▸ **Problem statement**:
For each line of the data that includes the word "Some", copy the line.

▸ **Entries provided**:
use indexmap::IndexMap;
use log::{debug, info};

use crate::device::types::{AdapterState, Device, DeviceId, PlatformCommand};
use crate::error::DeviceError;

/// Keeps the live list of sensor nodes seen during the current scan.
///
/// The list is keyed by device id and keeps discovery order. A device that is
/// discovered again keeps its first-seen entry, RSSI included.
#[derive(Debug)]
pub struct DeviceScanner {
    name_marker: String,
    adapter: Option<AdapterState>,
    scanning: bool,
    devices: IndexMap<DeviceId, Device>,
}

impl DeviceScanner {
    pub fn new(name_marker: impl Into<String>) -> Self {
        DeviceScanner {
            name_marker: name_marker.into(),
            adapter: None,
            scanning: false,
            devices: IndexMap::new(),
        }
    }

    pub fn is_scanning(&self) -> bool {
        self.scanning
    }

    pub fn is_adapter_ready(&self) -> bool {
        self.adapter == Some(AdapterState::PoweredOn)
    }

    pub fn devices(&self) -> impl Iterator<Item = &Device> {
        self.devices.values()
    }

    pub fn get(&self, id: &DeviceId) -> Option<&Device> {
        self.devices.get(id)
    }

    pub fn len(&self) -> usize {
        self.devices.len()
    }

    pub fn is_empty(&self) -> bool {
        self.devices.is_empty()
    }

    /// Clears the previous discovery list and starts a new scan.
    pub fn start_scan(&mut self) -> Result<PlatformCommand, DeviceError> {
        if !self.is_adapter_ready() {
            return Err(DeviceError::AdapterUnavailable);
        }

        info!("Scanning for devices named *{}*...", self.name_marker);
        self.devices.clear();
        self.scanning = true;
        Ok(PlatformCommand::StartScan)
    }

    pub fn stop_scan(&mut self) -> Option<PlatformCommand> {
        if !self.scanning {
            return None;
        }

        info!("Stopped scanning, {} device(s) found", self.devices.len());
        self.scanning = false;
        Some(PlatformCommand::StopScan)
    }

    /// Returns true if the device was added to the list.
    pub fn on_discovered(&mut self, device: Device) -> bool {
        if !self.scanning {
            debug!("Ignoring discovery of {} while not scanning", device.id);
            return false;
        }

        if !device.name.contains(&self.name_marker) {
            return false;
        }

        if self.devices.contains_key(&device.id) {
            debug!("Ignoring repeated discovery of {} (rssi {})", device.id, device.rssi);
            return false;
        }

        info!("Found {} {:?} (rssi {} dBm)", device.id, device.name, device.rssi);
        self.devices.insert(device.id.clone(), device);
        true
    }

    /// Powered-on starts a scan. Anything else clears the list and leaves the scanner idle.
    pub fn on_adapter_state(&mut self, state: AdapterState) -> Option<PlatformCommand> {
        self.adapter = Some(state);

        match state {
            AdapterState::PoweredOn => self.start_scan().ok(),
            AdapterState::PoweredOff | AdapterState::Unauthorized => {
                info!("Adapter is {:?}; clearing {} device(s)", state, self.devices.len());
                self.devices.clear();
                self.scanning = false;
                None
            },
        }
    }
}

#[cfg(test)]
mod tests {
    use super::*;

    fn device(id: &str, name: &str, rssi: i16) -> Device {
        Device { id: DeviceId::from(id), name: name.to_string(), rssi, services: vec![] }
    }

    fn scanning() -> DeviceScanner {
        let mut scanner = DeviceScanner::new("GaitInsole");
        assert_eq!(scanner.on_adapter_state(AdapterState::PoweredOn), Some(PlatformCommand::StartScan));
        scanner
    }

    #[test]
    fn scan_requires_powered_adapter() {
        let mut scanner = DeviceScanner::new("GaitInsole");
        assert!(matches!(scanner.start_scan(), Err(DeviceError::AdapterUnavailable)));

        scanner.on_adapter_state(AdapterState::Unauthorized);
        assert!(matches!(scanner.start_scan(), Err(DeviceError::AdapterUnavailable)));
        assert!(!scanner.is_scanning());
    }

    #[test]
    fn repeated_discovery_keeps_one_entry() {
        let mut scanner = scanning();

        assert!(scanner.on_discovered(device("a", "GaitInsole L", -60)));
        assert!(!scanner.on_discovered(device("a", "GaitInsole L", -42)));
        assert!(!scanner.on_discovered(device("a", "GaitInsole L", -80)));

        assert_eq!(scanner.len(), 1);
        // first seen entry is kept
        assert_eq!(scanner.get(&DeviceId::from("a")).map(|d| d.rssi), Some(-60));
    }

    #[test]
    fn list_keeps_discovery_order() {
        let mut scanner = scanning();
        scanner.on_discovered(device("b", "GaitInsole R", -50));
        scanner.on_discovered(device("a", "GaitInsole L", -60));
        scanner.on_discovered(device("b", "GaitInsole R", -30));

        let ids: Vec<&str> = scanner.devices().map(|d| d.id.0.as_str()).collect();
        assert_eq!(ids, vec!["b", "a"]);
    }

    #[test]
    fn name_must_contain_marker() {
        let mut scanner = scanning();
        assert!(!scanner.on_discovered(device("x", "Headphones", -40)));
        assert!(!scanner.on_discovered(device("y", "", -40)));
        assert!(scanner.on_discovered(device("z", "Left GaitInsole v2", -40)));
        assert_eq!(scanner.len(), 1);
    }

    #[test]
    fn rescan_clears_previous_list() {
        let mut scanner = scanning();
        scanner.on_discovered(device("a", "GaitInsole L", -60));
        scanner.on_discovered(device("b", "GaitInsole R", -60));

        assert_eq!(scanner.start_scan().ok(), Some(PlatformCommand::StartScan));
        assert!(scanner.is_empty());
        assert!(scanner.on_discovered(device("a", "GaitInsole L", -70)));
    }

    #[test]
    fn stop_scan_is_idempotent() {
        let mut scanner = scanning();
        assert_eq!(scanner.stop_scan(), Some(PlatformCommand::StopScan));
        assert_eq!(scanner.stop_scan(), None);
        assert_eq!(DeviceScanner::new("GaitInsole").stop_scan(), None);
    }

    #[test]
    fn discoveries_are_ignored_when_not_scanning() {
        let mut scanner = scanning();
        scanner.stop_scan();
        assert!(!scanner.on_discovered(device("a", "GaitInsole L", -60)));
        assert!(scanner.is_empty());
    }

    #[test]
    fn power_off_clears_list_until_powered_on() {
        let mut scanner = scanning();
        scanner.on_discovered(device("a", "GaitInsole L", -60));

        assert_eq!(scanner.on_adapter_state(AdapterState::PoweredOff), None);
        assert!(scanner.is_empty());
        assert!(!scanner.is_scanning());
        assert!(!scanner.on_discovered(device("a", "GaitInsole L", -60)));

        assert_eq!(scanner.on_adapter_state(AdapterState::PoweredOn), Some(PlatformCommand::StartScan));
        assert!(scanner.is_scanning());
    }
}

▸ **Finished task**:
        self.adapter == Some(AdapterState::PoweredOn)
        Some(PlatformCommand::StopScan)
        self.adapter = Some(state);
        assert_eq!(scanner.on_adapter_state(AdapterState::PoweredOn), Some(PlatformCommand::StartScan));
        assert_eq!(scanner.get(&DeviceId::from("a")).map(|d| d.rssi), Some(-60));
        assert_eq!(scanner.start_scan().ok(), Some(PlatformCommand::StartScan));
        assert_eq!(scanner.stop_scan(), Some(PlatformCommand::StopScan));
        assert_eq!(scanner.on_adapter_state(AdapterState::PoweredOn), Some(PlatformCommand::StartScan));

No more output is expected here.